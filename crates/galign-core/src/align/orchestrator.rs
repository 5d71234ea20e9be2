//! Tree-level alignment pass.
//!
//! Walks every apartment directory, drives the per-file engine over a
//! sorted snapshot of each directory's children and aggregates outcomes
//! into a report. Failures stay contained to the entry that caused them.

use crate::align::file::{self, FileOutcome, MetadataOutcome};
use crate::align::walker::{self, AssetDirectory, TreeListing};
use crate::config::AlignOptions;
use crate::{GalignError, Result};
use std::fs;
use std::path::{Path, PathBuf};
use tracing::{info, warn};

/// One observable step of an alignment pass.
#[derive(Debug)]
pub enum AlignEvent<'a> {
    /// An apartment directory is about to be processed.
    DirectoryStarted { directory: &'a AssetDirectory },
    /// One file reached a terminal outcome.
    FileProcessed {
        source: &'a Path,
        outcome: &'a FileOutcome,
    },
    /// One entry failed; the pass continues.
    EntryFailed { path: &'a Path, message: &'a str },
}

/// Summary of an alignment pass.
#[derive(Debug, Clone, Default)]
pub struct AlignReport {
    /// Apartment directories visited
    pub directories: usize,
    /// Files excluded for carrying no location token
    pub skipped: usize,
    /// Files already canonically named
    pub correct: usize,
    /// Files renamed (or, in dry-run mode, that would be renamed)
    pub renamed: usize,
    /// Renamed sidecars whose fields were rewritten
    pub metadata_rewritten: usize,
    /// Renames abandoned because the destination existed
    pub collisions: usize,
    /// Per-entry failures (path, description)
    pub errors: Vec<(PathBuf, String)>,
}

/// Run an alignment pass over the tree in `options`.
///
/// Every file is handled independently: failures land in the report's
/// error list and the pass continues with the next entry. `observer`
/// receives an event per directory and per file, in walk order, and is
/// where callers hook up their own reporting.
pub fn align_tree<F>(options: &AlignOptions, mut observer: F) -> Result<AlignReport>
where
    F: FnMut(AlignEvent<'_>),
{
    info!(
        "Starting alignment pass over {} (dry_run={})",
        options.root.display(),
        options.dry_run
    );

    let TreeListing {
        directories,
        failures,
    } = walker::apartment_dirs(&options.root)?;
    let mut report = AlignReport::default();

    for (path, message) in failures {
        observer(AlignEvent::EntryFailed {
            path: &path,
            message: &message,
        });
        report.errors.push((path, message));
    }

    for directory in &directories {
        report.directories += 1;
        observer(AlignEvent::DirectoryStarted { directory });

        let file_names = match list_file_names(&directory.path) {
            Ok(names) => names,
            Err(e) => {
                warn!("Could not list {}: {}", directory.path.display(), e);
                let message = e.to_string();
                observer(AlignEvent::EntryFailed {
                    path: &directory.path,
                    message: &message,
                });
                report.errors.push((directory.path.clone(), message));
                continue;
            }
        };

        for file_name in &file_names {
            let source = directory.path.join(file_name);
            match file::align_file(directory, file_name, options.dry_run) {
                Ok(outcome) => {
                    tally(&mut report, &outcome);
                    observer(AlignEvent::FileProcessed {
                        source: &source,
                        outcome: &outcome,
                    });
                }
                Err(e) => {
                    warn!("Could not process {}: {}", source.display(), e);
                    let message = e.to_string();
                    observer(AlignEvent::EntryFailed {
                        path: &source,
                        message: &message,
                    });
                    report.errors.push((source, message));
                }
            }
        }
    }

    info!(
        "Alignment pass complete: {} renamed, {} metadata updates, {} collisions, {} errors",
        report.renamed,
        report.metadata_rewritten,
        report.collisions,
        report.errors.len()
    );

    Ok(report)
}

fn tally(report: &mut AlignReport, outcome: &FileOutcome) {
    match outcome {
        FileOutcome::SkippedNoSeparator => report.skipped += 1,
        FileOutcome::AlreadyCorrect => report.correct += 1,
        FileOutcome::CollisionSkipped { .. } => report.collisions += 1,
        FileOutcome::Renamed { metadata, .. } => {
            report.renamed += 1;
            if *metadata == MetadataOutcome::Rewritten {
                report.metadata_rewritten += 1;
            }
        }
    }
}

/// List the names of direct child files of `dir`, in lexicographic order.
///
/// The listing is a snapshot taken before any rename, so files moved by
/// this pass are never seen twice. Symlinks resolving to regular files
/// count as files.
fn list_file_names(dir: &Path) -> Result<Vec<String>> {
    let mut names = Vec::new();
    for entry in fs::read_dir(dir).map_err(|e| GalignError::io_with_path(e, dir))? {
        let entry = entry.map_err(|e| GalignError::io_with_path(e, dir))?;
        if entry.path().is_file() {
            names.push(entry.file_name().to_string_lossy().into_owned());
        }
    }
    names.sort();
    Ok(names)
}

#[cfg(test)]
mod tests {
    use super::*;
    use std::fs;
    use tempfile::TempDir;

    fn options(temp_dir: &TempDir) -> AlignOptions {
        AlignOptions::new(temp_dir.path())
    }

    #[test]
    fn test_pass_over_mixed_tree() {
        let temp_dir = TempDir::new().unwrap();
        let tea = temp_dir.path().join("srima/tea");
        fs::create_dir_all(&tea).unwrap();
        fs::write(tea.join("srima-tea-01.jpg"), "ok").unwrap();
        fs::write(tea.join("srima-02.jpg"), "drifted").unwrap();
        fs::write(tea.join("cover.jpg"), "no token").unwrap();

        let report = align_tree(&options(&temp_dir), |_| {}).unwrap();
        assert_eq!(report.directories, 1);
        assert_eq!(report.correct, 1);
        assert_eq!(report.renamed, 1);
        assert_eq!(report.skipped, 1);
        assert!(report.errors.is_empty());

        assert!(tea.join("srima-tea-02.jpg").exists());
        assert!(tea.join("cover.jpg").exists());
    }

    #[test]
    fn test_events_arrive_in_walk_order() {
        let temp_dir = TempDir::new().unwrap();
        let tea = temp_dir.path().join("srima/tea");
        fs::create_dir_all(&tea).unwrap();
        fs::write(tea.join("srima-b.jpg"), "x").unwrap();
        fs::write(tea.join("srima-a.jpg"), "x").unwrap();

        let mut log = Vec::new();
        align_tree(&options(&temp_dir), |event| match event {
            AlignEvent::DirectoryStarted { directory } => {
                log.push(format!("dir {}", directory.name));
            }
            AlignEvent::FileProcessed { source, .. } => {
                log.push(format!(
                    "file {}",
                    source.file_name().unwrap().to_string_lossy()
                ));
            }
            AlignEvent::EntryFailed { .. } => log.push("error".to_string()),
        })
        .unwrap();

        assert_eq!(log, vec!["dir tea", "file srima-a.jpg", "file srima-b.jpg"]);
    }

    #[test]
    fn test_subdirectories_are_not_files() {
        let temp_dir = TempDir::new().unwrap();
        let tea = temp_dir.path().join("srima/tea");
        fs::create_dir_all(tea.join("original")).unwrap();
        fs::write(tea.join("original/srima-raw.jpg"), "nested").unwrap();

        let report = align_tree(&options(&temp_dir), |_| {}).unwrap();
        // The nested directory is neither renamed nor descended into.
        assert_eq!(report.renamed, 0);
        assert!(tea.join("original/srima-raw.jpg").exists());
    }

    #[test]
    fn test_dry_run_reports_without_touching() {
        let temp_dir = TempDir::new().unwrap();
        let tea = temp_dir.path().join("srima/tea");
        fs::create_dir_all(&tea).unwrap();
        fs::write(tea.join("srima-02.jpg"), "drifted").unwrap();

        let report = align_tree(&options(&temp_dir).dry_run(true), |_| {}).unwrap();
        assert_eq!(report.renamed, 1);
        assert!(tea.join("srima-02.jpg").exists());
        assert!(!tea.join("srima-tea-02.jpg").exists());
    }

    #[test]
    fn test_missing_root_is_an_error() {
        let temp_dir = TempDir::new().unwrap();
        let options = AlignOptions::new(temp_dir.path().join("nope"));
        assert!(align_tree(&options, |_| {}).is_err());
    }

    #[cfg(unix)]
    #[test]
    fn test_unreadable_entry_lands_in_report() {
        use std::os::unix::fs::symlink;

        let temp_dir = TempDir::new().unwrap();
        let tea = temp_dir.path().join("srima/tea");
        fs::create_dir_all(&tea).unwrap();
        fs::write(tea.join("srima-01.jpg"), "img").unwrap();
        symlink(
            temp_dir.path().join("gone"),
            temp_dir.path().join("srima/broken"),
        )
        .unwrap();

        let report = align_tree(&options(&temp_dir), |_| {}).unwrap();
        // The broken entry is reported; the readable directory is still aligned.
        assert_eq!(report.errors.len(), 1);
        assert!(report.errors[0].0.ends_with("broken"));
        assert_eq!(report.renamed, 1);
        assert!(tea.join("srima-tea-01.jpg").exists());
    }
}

» **REQUIREMENT**: Wherever a line in the listing contains the word "FileOutcome", copy that line out.

» **TASK SOLUTION**:
use crate::align::file::{self, FileOutcome, MetadataOutcome};
        outcome: &'a FileOutcome,
fn tally(report: &mut AlignReport, outcome: &FileOutcome) {
        FileOutcome::SkippedNoSeparator => report.skipped += 1,
        FileOutcome::AlreadyCorrect => report.correct += 1,
        FileOutcome::CollisionSkipped { .. } => report.collisions += 1,
        FileOutcome::Renamed { metadata, .. } => {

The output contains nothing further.